In fact, during its HQ2 process, Amazon demonstrated just how little subsidies influence its site selection decisions when it passed up billions of dollars more in subsidies from New Jersey and Maryland in favor of sites a few short miles away in New York City and Northern Virginia. Amazon reinforced that lesson when it gave up the New York City subsidies altogether rather than deal with the local and state politics that came along with them. Instead, the company spent more than a billion dollars of its own money to purchase and renovate the former Lord & Taylor flagship store on Manhattan’s Fifth Avenue to house its New York City operations.

Amazon can continue to be one of the most aggressive companies when it comes to the “corporate subsidies and special interest tax breaks” Bezos referenced. This will do little for Amazon’s corporate bottom line while creating political entanglements and giving bureaucrats additional leverage over its operations. Or, it can take the financially insignificant but operationally liberating decision to give up its pursuit of corporate welfare deals across the country, living up to its founder’s principles and setting a standard for others to follow.

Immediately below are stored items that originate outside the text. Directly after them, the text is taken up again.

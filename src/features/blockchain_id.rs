use serde::{Deserialize, Serialize};
use sha2::{Digest, Sha256};
use std::fmt;

/// Number of hash digits that follow the four letter prefix.
const DIGITS: usize = 6;

/// Identifier shared by users and bankers. Also names the sender and receiver of a transaction.
#[derive(Serialize, Deserialize, Debug, Clone, PartialEq, Eq, Hash, PartialOrd, Ord)]
pub struct BlockchainId(String);

impl BlockchainId {
    /// Derives an identifier from a name and an email address.
    ///
    /// The first two characters of each are uppercased, then the leading six decimal digits of
    /// a SHA-256 of `name + email` are appended. Equal inputs give equal identifiers in every
    /// process. Nothing detects two different pairs landing on the same identifier.
    pub fn generate(name: &str, email: &str) -> Self {
        let mut id = String::with_capacity(4 + DIGITS);
        id.extend(name.chars().take(2).flat_map(char::to_uppercase));
        id.extend(email.chars().take(2).flat_map(char::to_uppercase));
        id.push_str(&hash_digits(name, email));
        Self(id)
    }

    pub fn as_str(&self) -> &str {
        &self.0
    }
}

fn hash_digits(name: &str, email: &str) -> String {
    let mut hasher = Sha256::new();
    hasher.update(name.as_bytes());
    hasher.update(email.as_bytes());
    let digest = hasher.finalize();

    let mut head = [0u8; 8];
    head.copy_from_slice(&digest[..8]);
    let mut digits = u64::from_be_bytes(head).to_string();
    digits.truncate(DIGITS);
    digits
}

impl From<String> for BlockchainId {
    fn from(id: String) -> Self {
        Self(id)
    }
}

impl From<&str> for BlockchainId {
    fn from(id: &str) -> Self {
        Self(id.to_owned())
    }
}

impl fmt::Display for BlockchainId {
    fn fmt(&self, f: &mut fmt::Formatter<'_>) -> fmt::Result {
        f.write_str(&self.0)
    }
}
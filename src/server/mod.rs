//! HTTP front end. Each handler locks the shared [`Store`] for the whole request, so a
//! mutation and the file rewrite that follows it never interleave with another request.

mod error;
mod handlers;
mod views;

use crate::config::Config;
use crate::features::Store;
use anyhow::Context;
use axum::routing::get;
use axum::Router;
use std::sync::Arc;
use tokio::net::TcpListener;
use tokio::sync::Mutex;

pub type SharedStore = Arc<Mutex<Store>>;

pub fn router(store: SharedStore) -> Router {
    Router::new()
        .route("/", get(handlers::home))
        .route(
            "/user-login",
            get(handlers::user_login_form).post(handlers::user_login),
        )
        .route(
            "/banker-login",
            get(handlers::banker_login_form).post(handlers::banker_login),
        )
        .route(
            "/user-page/:blockchain_id",
            get(handlers::user_page).post(handlers::transfer),
        )
        .route("/banker-page/:blockchain_id", get(handlers::banker_page))
        .with_state(store)
}

pub async fn serve(config: &Config, store: Store) -> anyhow::Result<()> {
    let listener = TcpListener::bind(config.listen)
        .await
        .with_context(|| format!("Unable to listen on {}", config.listen))?;
    info!(
        "Listening on http://{} with {} bankers on file in {}",
        listener.local_addr()?,
        store.bankers().len(),
        store.data_dir().display()
    );

    axum::serve(listener, router(Arc::new(Mutex::new(store))))
        .with_graceful_shutdown(shutdown_signal())
        .await
        .context("Server stopped unexpectedly")?;

    info!("Server shut down");
    Ok(())
}

async fn shutdown_signal() {
    if let Err(e) = tokio::signal::ctrl_c().await {
        warn!("Unable to listen for Ctrl-C: {}", e);
        std::future::pending::<()>().await;
    }
    info!("Ctrl-C received, shutting down");
}

#[cfg(test)]
mod tests {
    use super::*;
    use crate::features::{today, BlockchainId, Transaction, User};
    use axum::body::{to_bytes, Body};
    use axum::http::{header, Request, StatusCode};
    use axum::response::Response;
    use crate::test_util::scratch_dir;
    use rust_decimal_macros::dec;
    use tower::ServiceExt;

    fn fresh_store() -> SharedStore {
        Arc::new(Mutex::new(Store::open(scratch_dir("http")).unwrap()))
    }

    async fn get(store: &SharedStore, uri: &str) -> Response {
        let request = Request::get(uri).body(Body::empty()).unwrap();
        router(store.clone()).oneshot(request).await.unwrap()
    }

    async fn post(store: &SharedStore, uri: &str, form: &str) -> Response {
        let request = Request::post(uri)
            .header(header::CONTENT_TYPE, "application/x-www-form-urlencoded")
            .body(Body::from(form.to_owned()))
            .unwrap();
        router(store.clone()).oneshot(request).await.unwrap()
    }

    async fn text(response: Response) -> String {
        let bytes = to_bytes(response.into_body(), usize::MAX).await.unwrap();
        String::from_utf8(bytes.to_vec()).unwrap()
    }

    fn location(response: &Response) -> &str {
        response.headers()[header::LOCATION].to_str().unwrap()
    }

    fn user_form(name: &str, email: &str) -> String {
        format!(
            "name={name}&email={email}&age=30&address=1+Road&account=001&branch=Central"
        )
    }

    fn banker_form(name: &str, email: &str) -> String {
        format!(
            "name={name}&email={email}&age=45&address=2+Road&account=900&branch=Central\
             &resignation=no"
        )
    }

    #[tokio::test]
    async fn static_pages_render() {
        let store = fresh_store();
        for uri in ["/", "/user-login", "/banker-login"] {
            let response = get(&store, uri).await;
            assert_eq!(response.status(), StatusCode::OK, "{uri}");
            assert!(text(response).await.contains("<html>"));
        }
    }

    #[tokio::test]
    async fn unknown_pages_are_not_found() {
        let store = fresh_store();

        let response = get(&store, "/user-page/UNKNOWN").await;
        assert_eq!(response.status(), StatusCode::NOT_FOUND);
        assert_eq!(text(response).await, "User not found!");

        let response = get(&store, "/banker-page/UNKNOWN").await;
        assert_eq!(response.status(), StatusCode::NOT_FOUND);
        assert_eq!(text(response).await, "Banker not found!");

        let response = post(&store, "/user-page/UNKNOWN", "receiver_id=X&amount=1").await;
        assert_eq!(response.status(), StatusCode::NOT_FOUND);
        assert!(store.lock().await.transactions().is_empty());
    }

    #[tokio::test]
    async fn user_registration_redirects_to_generated_id() {
        let store = fresh_store();
        let expected = BlockchainId::generate("Al", "al@x.com");

        let response = post(&store, "/user-login", &user_form("Al", "al%40x.com")).await;
        assert_eq!(response.status(), StatusCode::SEE_OTHER);
        assert_eq!(location(&response), format!("/user-page/{}", expected));

        let again = post(&store, "/user-login", &user_form("Al", "al%40x.com")).await;
        assert_eq!(location(&again), format!("/user-page/{}", expected));
        assert_eq!(store.lock().await.users().len(), 1);

        let page = get(&store, &format!("/user-page/{}", expected)).await;
        assert_eq!(page.status(), StatusCode::OK);
        assert!(text(page).await.contains(expected.as_str()));
    }

    #[tokio::test]
    async fn user_may_bring_an_existing_id() {
        let store = fresh_store();
        let form = format!(
            "{}&blockchain_option=yes&blockchain_id=MYID42",
            user_form("Al", "a")
        );

        let response = post(&store, "/user-login", &form).await;
        assert_eq!(location(&response), "/user-page/MYID42");

        let form = format!("{}&blockchain_option=yes", user_form("Al", "a"));
        let response = post(&store, "/user-login", &form).await;
        assert_eq!(response.status(), StatusCode::BAD_REQUEST);
        assert_eq!(store.lock().await.users().len(), 1);
    }

    #[tokio::test]
    async fn missing_form_field_is_rejected() {
        let store = fresh_store();
        let response = post(&store, "/user-login", "name=Al&email=al%40x.com").await;
        assert!(response.status().is_client_error());
        assert!(store.lock().await.users().is_empty());
    }

    #[tokio::test]
    async fn non_numeric_amount_is_rejected() {
        let store = fresh_store();
        let response = post(&store, "/user-login", &user_form("Al", "al%40x.com")).await;
        let page = location(&response).to_owned();

        let response = post(&store, &page, "receiver_id=X&amount=lots").await;
        assert_eq!(response.status(), StatusCode::BAD_REQUEST);
        assert!(store.lock().await.transactions().is_empty());
    }

    #[tokio::test]
    async fn register_transfer_and_inspect_as_banker() {
        let store = fresh_store();

        let response = post(&store, "/banker-login", &banker_form("Bo", "bo%40y.com")).await;
        assert_eq!(response.status(), StatusCode::SEE_OTHER);
        let banker_id = BlockchainId::generate("Bo", "bo@y.com");
        assert_eq!(location(&response), format!("/banker-page/{}", banker_id));

        let al = BlockchainId::generate("Al", "al@x.com");
        assert!(al.as_str().starts_with("ALAL"));
        assert_eq!(al.as_str().len(), 10);
        post(&store, "/user-login", &user_form("Al", "al%40x.com")).await;
        let cy = BlockchainId::generate("Cy", "cy@z.com");
        post(&store, "/user-login", &user_form("Cy", "cy%40z.com")).await;

        {
            let store = store.lock().await;
            assert_eq!(store.bankers()[0].users, vec![al.clone(), cy.clone()]);
        }

        let response = post(
            &store,
            &format!("/user-page/{}", al),
            &format!("receiver_id={}&amount=50", cy),
        )
        .await;
        assert_eq!(response.status(), StatusCode::SEE_OTHER);
        assert_eq!(location(&response), format!("/user-page/{}", al));

        {
            let store = store.lock().await;
            let last: &Transaction = store.transactions().last().unwrap();
            assert_eq!(last.sender_id, al);
            assert_eq!(last.receiver_id, cy);
            assert_eq!(last.amount, dec!(50));
            for id in [&al, &cy] {
                let user = User::find_by_id(id, &store).unwrap();
                assert_eq!(user.transactions.last(), Some(last));
            }
        }

        let response = get(&store, &format!("/banker-page/{}", banker_id)).await;
        assert_eq!(response.status(), StatusCode::OK);
        let page = text(response).await;
        assert!(page.contains(al.as_str()));
        assert!(page.contains(cy.as_str()));

        let store = store.lock().await;
        let sender = User::find_by_id(&al, &store).unwrap();
        assert!(sender.transactions_count >= 1);
        assert_eq!(store.transactions()[0].day(), today());
    }

    #[tokio::test]
    async fn banker_page_shows_todays_count_per_user() {
        let store = fresh_store();
        let response = post(&store, "/banker-login", &banker_form("Bo", "bo%40y.com")).await;
        let banker_page = location(&response).to_owned();
        let al = BlockchainId::generate("Al", "al@x.com");
        post(&store, "/user-login", &user_form("Al", "al%40x.com")).await;

        for amount in ["1", "2.5"] {
            let form = format!("receiver_id=ELSEWHERE&amount={}", amount);
            post(&store, &format!("/user-page/{}", al), &form).await;
        }

        let response = get(&store, &banker_page).await;
        assert_eq!(response.status(), StatusCode::OK);
        let html = text(response).await;
        let row = format!("<td>Al</td><td>{}</td><td>001</td><td>2</td>", al);
        assert!(html.contains(&row), "{html}");
        assert!(html.contains("<h1>Bo</h1>"));
    }

    #[tokio::test]
    async fn out_of_range_amount_is_rejected() {
        let store = fresh_store();
        let response = post(&store, "/user-login", &user_form("Al", "al%40x.com")).await;
        let page = location(&response).to_owned();

        let response = post(&store, &page, "receiver_id=X&amount=1e30").await;
        assert_eq!(response.status(), StatusCode::BAD_REQUEST);
        assert!(store.lock().await.transactions().is_empty());
    }

    #[tokio::test]
    async fn transfer_is_written_with_a_numeric_amount() {
        let store = fresh_store();
        let response = post(&store, "/user-login", &user_form("Al", "al%40x.com")).await;
        let page = location(&response).to_owned();
        post(&store, &page, "receiver_id=X&amount=50").await;

        let dir = store.lock().await.data_dir().to_owned();
        let raw = std::fs::read_to_string(dir.join("transactions.json")).unwrap();
        assert!(raw.contains("\"amount\": 50.0"), "{raw}");

        let reopened = Store::open(&dir).unwrap();
        assert_eq!(reopened.transactions()[0].amount, dec!(50));
    }

    #[tokio::test]
    async fn user_text_is_escaped_on_the_page() {
        let store = fresh_store();
        let form = user_form("%3Cscript%3E", "x%40y.com");
        let response = post(&store, "/user-login", &form).await;
        let page = location(&response).to_owned();

        let html = text(get(&store, &page).await).await;
        assert!(html.contains("&lt;script&gt;"));
        assert!(!html.contains("<script>"));
    }
}
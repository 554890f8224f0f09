use crate::features::{AccountError, BlockchainId, TransactionError};
use axum::http::StatusCode;
use axum::response::{IntoResponse, Response};
use thiserror::Error;

#[derive(Error, Debug)]
pub enum AppError {
    #[error("User not found!")]
    UserNotFound(BlockchainId),

    #[error("Banker not found!")]
    BankerNotFound(BlockchainId),

    #[error(transparent)]
    Account(#[from] AccountError),

    #[error(transparent)]
    Transaction(#[from] TransactionError),

    #[error("Storage task failed")]
    Blocking(#[from] tokio::task::JoinError),
}

impl AppError {
    fn status(&self) -> StatusCode {
        match self {
            AppError::UserNotFound(_) | AppError::BankerNotFound(_) => StatusCode::NOT_FOUND,
            AppError::Account(AccountError::MissingBlockchainId)
            | AppError::Transaction(TransactionError::InvalidAmount(_))
            | AppError::Transaction(TransactionError::AmountOutOfRange(_)) => {
                StatusCode::BAD_REQUEST
            }
            AppError::Account(AccountError::Record(_))
            | AppError::Transaction(TransactionError::Record(_))
            | AppError::Blocking(_) => StatusCode::INTERNAL_SERVER_ERROR,
        }
    }
}

/// Plain-text bodies. Storage failures are logged with their cause and hidden from the client.
impl IntoResponse for AppError {
    fn into_response(self) -> Response {
        let status = self.status();
        if status.is_server_error() {
            error!("{:#}", anyhow::Error::from(self));
            return (status, "Internal Server Error").into_response();
        }

        match &self {
            AppError::UserNotFound(id) | AppError::BankerNotFound(id) => {
                warn!("No account with id {}", id)
            }
            _ => debug!("Rejected request: {}", self),
        }
        let body = self.to_string();
        (status, body).into_response()
    }
}
use std::fs;
use std::path::PathBuf;
use std::sync::atomic::{AtomicUsize, Ordering};

static NEXT_DIR: AtomicUsize = AtomicUsize::new(0);

/// Fresh, empty directory per test under the system temp dir.
pub(crate) fn scratch_dir(label: &str) -> PathBuf {
    let dir = std::env::temp_dir().join(format!(
        "bank-ledger-{}-{}-{}",
        label,
        std::process::id(),
        NEXT_DIR.fetch_add(1, Ordering::SeqCst)
    ));
    let _ = fs::remove_dir_all(&dir);
    fs::create_dir_all(&dir).unwrap();
    dir
}
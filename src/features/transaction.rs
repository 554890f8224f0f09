use super::blockchain_id::BlockchainId;
use super::records::RecordError;
use super::store::Store;
use chrono::{Local, NaiveDateTime};
use rust_decimal::prelude::*;
use serde::{Deserialize, Serialize};
use std::collections::HashMap;
use thiserror::Error;

/// Local wall-clock time, to the second.
pub const TIMESTAMP_FORMAT: &str = "%Y-%m-%d %H:%M:%S";
pub const DAY_FORMAT: &str = "%Y-%m-%d";

#[derive(Error, Debug)]
pub enum TransactionError {
    #[error("Invalid amount - {0:?}")]
    InvalidAmount(String),

    #[error("Amount outside the supported range - {0:?}")]
    AmountOutOfRange(String),

    #[error("Unable to save transaction - {0}")]
    Record(#[from] RecordError),
}

pub type TransactionResult<T> = anyhow::Result<T, TransactionError>;

/// Parses the amount typed into the transfer form.
/// Sign and balance are not checked. Numbers that `Decimal` cannot hold (about ±7.9e28, or
/// more than 28 decimal places) are reported apart from text that is not a number at all.
pub fn parse_amount(text: &str) -> TransactionResult<Decimal> {
    let trimmed = text.trim();
    let parsed = Decimal::from_str(trimmed).or_else(|_| Decimal::from_scientific(trimmed));
    if let Ok(amount) = parsed {
        return Ok(amount);
    }

    match trimmed.parse::<f64>() {
        Ok(value) if value.is_finite() => {
            Err(TransactionError::AmountOutOfRange(text.to_owned()))
        }
        _ => Err(TransactionError::InvalidAmount(text.to_owned())),
    }
}

/// Money moved from one blockchain id to another.
/// Neither id has to belong to a registered user.
#[derive(Serialize, Deserialize, Debug, Clone, PartialEq)]
pub struct Transaction {
    pub sender_id: BlockchainId,

    pub receiver_id: BlockchainId,

    /// Written to disk as a JSON number
    #[serde(with = "rust_decimal::serde::float")]
    pub amount: Decimal,

    /// `YYYY-MM-DD HH:MM:SS`
    pub timestamp: String,
}

impl Transaction {
    pub fn new(
        sender_id: BlockchainId,
        receiver_id: BlockchainId,
        amount: Decimal,
        at: NaiveDateTime,
    ) -> Self {
        Self {
            sender_id,
            receiver_id,
            amount,
            timestamp: at.format(TIMESTAMP_FORMAT).to_string(),
        }
    }

    /// Date part of the timestamp.
    pub fn day(&self) -> &str {
        self.timestamp
            .split(' ')
            .next()
            .unwrap_or(self.timestamp.as_str())
    }

    pub fn involves(&self, blockchain_id: &BlockchainId) -> bool {
        &self.sender_id == blockchain_id || &self.receiver_id == blockchain_id
    }

    /// Records a transfer stamped with the current local time.
    pub fn transfer(
        sender_id: BlockchainId,
        receiver_id: BlockchainId,
        amount: Decimal,
        store: &mut Store,
    ) -> TransactionResult<Transaction> {
        Self::new(sender_id, receiver_id, amount, Local::now().naive_local()).save(store)
    }

    /// Appends to the global list, then to the history of each user it involves.
    /// The transactions file is written before the users file.
    pub(crate) fn save(self, store: &mut Store) -> TransactionResult<Transaction> {
        store.transactions.push(self.clone());
        store.persist_transactions()?;

        for user in store.users.iter_mut() {
            if self.involves(&user.blockchain_id) {
                user.transactions.push(self.clone());
            }
        }
        store.persist_users()?;

        info!(
            "Transferred {} from {} to {}",
            self.amount, self.sender_id, self.receiver_id
        );
        Ok(self)
    }
}

/// Counts, per account and day, the transactions naming that account as sender or receiver.
/// A transaction counts once for its sender and once for its receiver.
pub fn count_by_account_and_day(
    transactions: &[Transaction],
) -> HashMap<(BlockchainId, String), u32> {
    let mut counts = HashMap::new();
    for transaction in transactions {
        let day = transaction.day();
        for account in [&transaction.sender_id, &transaction.receiver_id] {
            *counts
                .entry((account.clone(), day.to_owned()))
                .or_insert(0) += 1;
        }
    }
    counts
}

/// Today's date in the format used by [`Transaction::day`].
pub fn today() -> String {
    Local::now().format(DAY_FORMAT).to_string()
}
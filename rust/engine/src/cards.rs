use std::fmt;
use std::str::FromStr;

use serde::{Deserialize, Serialize};

use crate::errors::EngineError;

/// Represents one of the four suits in a standard 52-card deck.
/// Used as a component of [`Card`] to fully define a playing card.
#[derive(Debug, Copy, Clone, Eq, PartialEq, Hash, Ord, PartialOrd, Serialize, Deserialize)]
pub enum Suit {
    /// Clubs suit (♣)
    Clubs,
    /// Diamonds suit (♦)
    Diamonds,
    /// Hearts suit (♥)
    Hearts,
    /// Spades suit (♠)
    Spades,
}

impl Suit {
    /// Single-letter code used in card text notation (`c`, `d`, `h`, `s`).
    pub fn code(self) -> char {
        match self {
            Suit::Clubs => 'c',
            Suit::Diamonds => 'd',
            Suit::Hearts => 'h',
            Suit::Spades => 's',
        }
    }
}

/// Represents the rank (face value) of a playing card from Two through Ace.
/// Numeric values are assigned for comparison and hand evaluation purposes.
#[derive(Debug, Copy, Clone, Eq, PartialEq, Hash, Ord, PartialOrd, Serialize, Deserialize)]
pub enum Rank {
    /// Rank 2
    Two = 2,
    /// Rank 3
    Three,
    /// Rank 4
    Four,
    /// Rank 5
    Five,
    /// Rank 6
    Six,
    /// Rank 7
    Seven,
    /// Rank 8
    Eight,
    /// Rank 9
    Nine,
    /// Rank 10
    Ten,
    /// Jack (11)
    Jack,
    /// Queen (12)
    Queen,
    /// King (13)
    King,
    /// Ace (14)
    Ace,
}

impl Rank {
    /// Numeric rank value in 2..=14 (Jack=11, Queen=12, King=13, Ace=14).
    pub fn value(self) -> u8 {
        self as u8
    }

    /// Single-character code used in card text notation.
    pub fn code(self) -> char {
        match self {
            Rank::Two => '2',
            Rank::Three => '3',
            Rank::Four => '4',
            Rank::Five => '5',
            Rank::Six => '6',
            Rank::Seven => '7',
            Rank::Eight => '8',
            Rank::Nine => '9',
            Rank::Ten => 'T',
            Rank::Jack => 'J',
            Rank::Queen => 'Q',
            Rank::King => 'K',
            Rank::Ace => 'A',
        }
    }
}

impl TryFrom<u8> for Rank {
    type Error = EngineError;

    fn try_from(v: u8) -> Result<Self, Self::Error> {
        match v {
            2 => Ok(Rank::Two),
            3 => Ok(Rank::Three),
            4 => Ok(Rank::Four),
            5 => Ok(Rank::Five),
            6 => Ok(Rank::Six),
            7 => Ok(Rank::Seven),
            8 => Ok(Rank::Eight),
            9 => Ok(Rank::Nine),
            10 => Ok(Rank::Ten),
            11 => Ok(Rank::Jack),
            12 => Ok(Rank::Queen),
            13 => Ok(Rank::King),
            14 => Ok(Rank::Ace),
            _ => Err(EngineError::MalformedCard(format!(
                "rank {} outside 2..=14",
                v
            ))),
        }
    }
}

/// Represents a single playing card with a suit and rank.
/// Cards are the fundamental unit of evaluation, used in hands and the deck.
#[derive(Debug, Copy, Clone, Eq, PartialEq, Hash, Ord, PartialOrd, Serialize, Deserialize)]
pub struct Card {
    /// The suit of the card (Clubs, Diamonds, Hearts, or Spades)
    pub suit: Suit,
    /// The rank of the card (Two through Ace)
    pub rank: Rank,
}

impl fmt::Display for Card {
    fn fmt(&self, f: &mut fmt::Formatter<'_>) -> fmt::Result {
        write!(f, "{}{}", self.rank.code(), self.suit.code())
    }
}

impl FromStr for Card {
    type Err = EngineError;

    /// Parses two-character card codes such as `Ah`, `Td`, or `2c`.
    /// Rank and suit letters are accepted in either case.
    fn from_str(s: &str) -> Result<Self, Self::Err> {
        let malformed = || EngineError::MalformedCard(s.to_string());
        let mut chars = s.chars();
        let rank_ch = chars.next().ok_or_else(malformed)?;
        let suit_ch = chars.next().ok_or_else(malformed)?;
        if chars.next().is_some() {
            return Err(malformed());
        }

        let rank = match rank_ch.to_ascii_uppercase() {
            '2' => Rank::Two,
            '3' => Rank::Three,
            '4' => Rank::Four,
            '5' => Rank::Five,
            '6' => Rank::Six,
            '7' => Rank::Seven,
            '8' => Rank::Eight,
            '9' => Rank::Nine,
            'T' => Rank::Ten,
            'J' => Rank::Jack,
            'Q' => Rank::Queen,
            'K' => Rank::King,
            'A' => Rank::Ace,
            _ => return Err(malformed()),
        };
        let suit = match suit_ch.to_ascii_lowercase() {
            'c' => Suit::Clubs,
            'd' => Suit::Diamonds,
            'h' => Suit::Hearts,
            's' => Suit::Spades,
            _ => return Err(malformed()),
        };
        Ok(Card { suit, rank })
    }
}

pub fn all_suits() -> [Suit; 4] {
    [Suit::Clubs, Suit::Diamonds, Suit::Hearts, Suit::Spades]
}

pub fn all_ranks() -> [Rank; 13] {
    [
        Rank::Two,
        Rank::Three,
        Rank::Four,
        Rank::Five,
        Rank::Six,
        Rank::Seven,
        Rank::Eight,
        Rank::Nine,
        Rank::Ten,
        Rank::Jack,
        Rank::Queen,
        Rank::King,
        Rank::Ace,
    ]
}

/// The full 52-card set, one card per (rank, suit) pair, in a fixed
/// suit-major order prior to any shuffling.
pub fn full_deck() -> Vec<Card> {
    let mut v = Vec::with_capacity(52);
    for &s in &all_suits() {
        for &r in &all_ranks() {
            v.push(Card { suit: s, rank: r });
        }
    }
    v
}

Amazon’s renunciation of corporate welfare subsidies would be cheered across the political spectrum by everyone concerned about the toxic combination of big business and big government. It would also be the biggest and most high-profile demonstration of ‘corporate social responsibility’ in modern American history—and would hopefully encourage other companies to follow suit.

Dr. Martin Luther King, Jr. famously observed, “In this country, we all too often have socialism for the rich and rugged free market capitalism for the poor.” One of the world’s richest men has an opportunity to start changing that by living up to his free market principles.